(Stored entries)
//! DNS query resolution logic.
//!
//! Handles the core query processing pipeline:
//! 1. Filter (block ads/trackers)
//! 2. Cache lookup
//! 3. Forward misses to the upstream race and cache the answer
//!
//! Transports handle the actual I/O, resolver handles decisions.

use rustc_hash::FxHashSet;
use std::sync::{Arc, Mutex};

use tokio_util::sync::CancellationToken;
use tracing::debug;

use crate::cache::DnsCache;
use crate::dns::{self, DnsQuery};
use crate::error::{Error, Result};
use crate::filter::{Blocklist, FilterMode, filter_query};
use crate::stats::Stats;
use crate::upstream::UpstreamResolver;

/// Action to take for a DNS query.
#[derive(Debug)]
pub enum QueryAction {
    /// Query is blocked, return this response immediately.
    Blocked { response: Vec<u8>, domain: String },
    /// Answered from cache with the requester's transaction ID.
    Cached {
        response: Vec<u8>,
        query: DnsQuery,
        /// Reply now, then refresh the entry in the background.
        needs_refresh: bool,
    },
    /// Query should be forwarded to upstream.
    Forward { query: DnsQuery },
}

/// Resolver handles DNS query processing decisions.
///
/// Contains all shared logic between transports: filtering, caching decisions
/// and the upstream race. Transports call this to decide what to do with
/// queries.
pub struct Resolver {
    blocklist: Blocklist,
    filter_mode: FilterMode,
    cache: DnsCache,
    upstreams: UpstreamResolver,
    stats: Stats,
    /// Cache keys with a background refresh in flight.
    refreshing: Mutex<FxHashSet<String>>,
}

impl Resolver {
    pub fn new(
        blocklist: Blocklist,
        filter_mode: FilterMode,
        cache: DnsCache,
        upstreams: UpstreamResolver,
    ) -> Self {
        Self {
            blocklist,
            filter_mode,
            cache,
            upstreams,
            stats: Stats::new(),
            refreshing: Mutex::new(FxHashSet::default()),
        }
    }

    /// Process a DNS query and decide what action to take.
    ///
    /// Fails only when the query cannot be parsed; such queries get no reply.
    pub fn process_query(&self, raw: &[u8]) -> Result<QueryAction> {
        let query = DnsQuery::parse(raw)?;

        if let Some(response) = filter_query(&self.blocklist, self.filter_mode, &query, raw) {
            return Ok(QueryAction::Blocked {
                response,
                domain: query.domain,
            });
        }

        if let Some(hit) = self.cache.get(&query.cache_key()) {
            if let Some(response) = query.response_from_cache(&hit.response) {
                return Ok(QueryAction::Cached {
                    response,
                    query,
                    needs_refresh: hit.needs_refresh,
                });
            }
        }

        Ok(QueryAction::Forward { query })
    }

    /// Race the upstreams for `raw`, cache the answer and return it with the
    /// query's transaction ID.
    pub async fn forward(
        &self,
        query: &DnsQuery,
        raw: &[u8],
        cancel: &CancellationToken,
    ) -> Result<Vec<u8>> {
        let mut response = self.upstreams.resolve(cancel, raw).await?;

        let ttl = dns::min_ttl(&response);
        self.cache.set(&query.cache_key(), response.clone(), ttl);
        debug!(domain = %query.domain, ttl, "cached");

        dns::set_transaction_id(&mut response, query.id);
        Ok(response)
    }

    /// Refresh a cache entry in the background, at most once per key at a time.
    pub fn spawn_refresh(
        self: &Arc<Self>,
        query: DnsQuery,
        raw: Vec<u8>,
        cancel: CancellationToken,
    ) {
        let key = query.cache_key();
        {
            let Ok(mut refreshing) = self.refreshing.lock() else {
                return;
            };
            if !refreshing.insert(key.clone()) {
                return;
            }
        }

        let resolver = Arc::clone(self);
        tokio::spawn(async move {
            match resolver.forward(&query, &raw, &cancel).await {
                Ok(_) => debug!(domain = %query.domain, "refreshed cache entry"),
                Err(Error::Cancelled) => {}
                Err(e) => debug!(domain = %query.domain, error = %e, "cache refresh failed"),
            }
            if let Ok(mut refreshing) = resolver.refreshing.lock() {
                refreshing.remove(&key);
            }
        });
    }

    /// Drop cache entries past their grace period.
    pub fn clean_cache(&self) -> usize {
        self.cache.clean()
    }

    pub fn cache(&self) -> &DnsCache {
        &self.cache
    }

    pub fn stats(&self) -> &Stats {
        &self.stats
    }

    pub fn cache_len(&self) -> usize {
        self.cache.len()
    }

    /// Returns the number of domains in the blocklist.
    pub fn blocked_count(&self) -> usize {
        self.blocklist.len()
    }

    pub fn upstreams(&self) -> &UpstreamResolver {
        &self.upstreams
    }
}
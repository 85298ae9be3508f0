//! Transport layer for receiving DNS queries from clients.

pub mod udp;

/// Maximum size of a DNS packet (with some headroom).
pub const MAX_DNS_PACKET_SIZE: usize = 4096;

/// Milliseconds elapsed since `start`, for log fields.
fn elapsed_ms(start: std::time::Instant) -> f64 {
    start.elapsed().as_secs_f64() * 1000.0
}
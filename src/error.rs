use std::io;

use thiserror::Error;

#[derive(Error, Debug)]
pub enum Error {
    #[error("malformed query: {0}")]
    MalformedQuery(&'static str),

    #[error("upstream {addr} failed: {source}")]
    UpstreamAttemptFailed {
        addr: String,
        #[source]
        source: io::Error,
    },

    #[error("all upstream servers failed")]
    AllUpstreamsFailed,

    #[error("operation cancelled")]
    Cancelled,

    #[error("failed to bind {addr}: {source}")]
    Bind {
        addr: String,
        #[source]
        source: io::Error,
    },

    #[error(transparent)]
    Io(#[from] io::Error),
}

pub type Result<T> = std::result::Result<T, Error>;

**Required action:**
Retype, exactly and in full, the lines above from the one containing "Ok(response)" through the one containing "pub fn upstreams(&self)".

**Answer:**
        Ok(response)
    }

    /// Refresh a cache entry in the background, at most once per key at a time.
    pub fn spawn_refresh(
        self: &Arc<Self>,
        query: DnsQuery,
        raw: Vec<u8>,
        cancel: CancellationToken,
    ) {
        let key = query.cache_key();
        {
            let Ok(mut refreshing) = self.refreshing.lock() else {
                return;
            };
            if !refreshing.insert(key.clone()) {
                return;
            }
        }

        let resolver = Arc::clone(self);
        tokio::spawn(async move {
            match resolver.forward(&query, &raw, &cancel).await {
                Ok(_) => debug!(domain = %query.domain, "refreshed cache entry"),
                Err(Error::Cancelled) => {}
                Err(e) => debug!(domain = %query.domain, error = %e, "cache refresh failed"),
            }
            if let Ok(mut refreshing) = resolver.refreshing.lock() {
                refreshing.remove(&key);
            }
        });
    }

    /// Drop cache entries past their grace period.
    pub fn clean_cache(&self) -> usize {
        self.cache.clean()
    }

    pub fn cache(&self) -> &DnsCache {
        &self.cache
    }

    pub fn stats(&self) -> &Stats {
        &self.stats
    }

    pub fn cache_len(&self) -> usize {
        self.cache.len()
    }

    /// Returns the number of domains in the blocklist.
    pub fn blocked_count(&self) -> usize {
        self.blocklist.len()
    }

    pub fn upstreams(&self) -> &UpstreamResolver {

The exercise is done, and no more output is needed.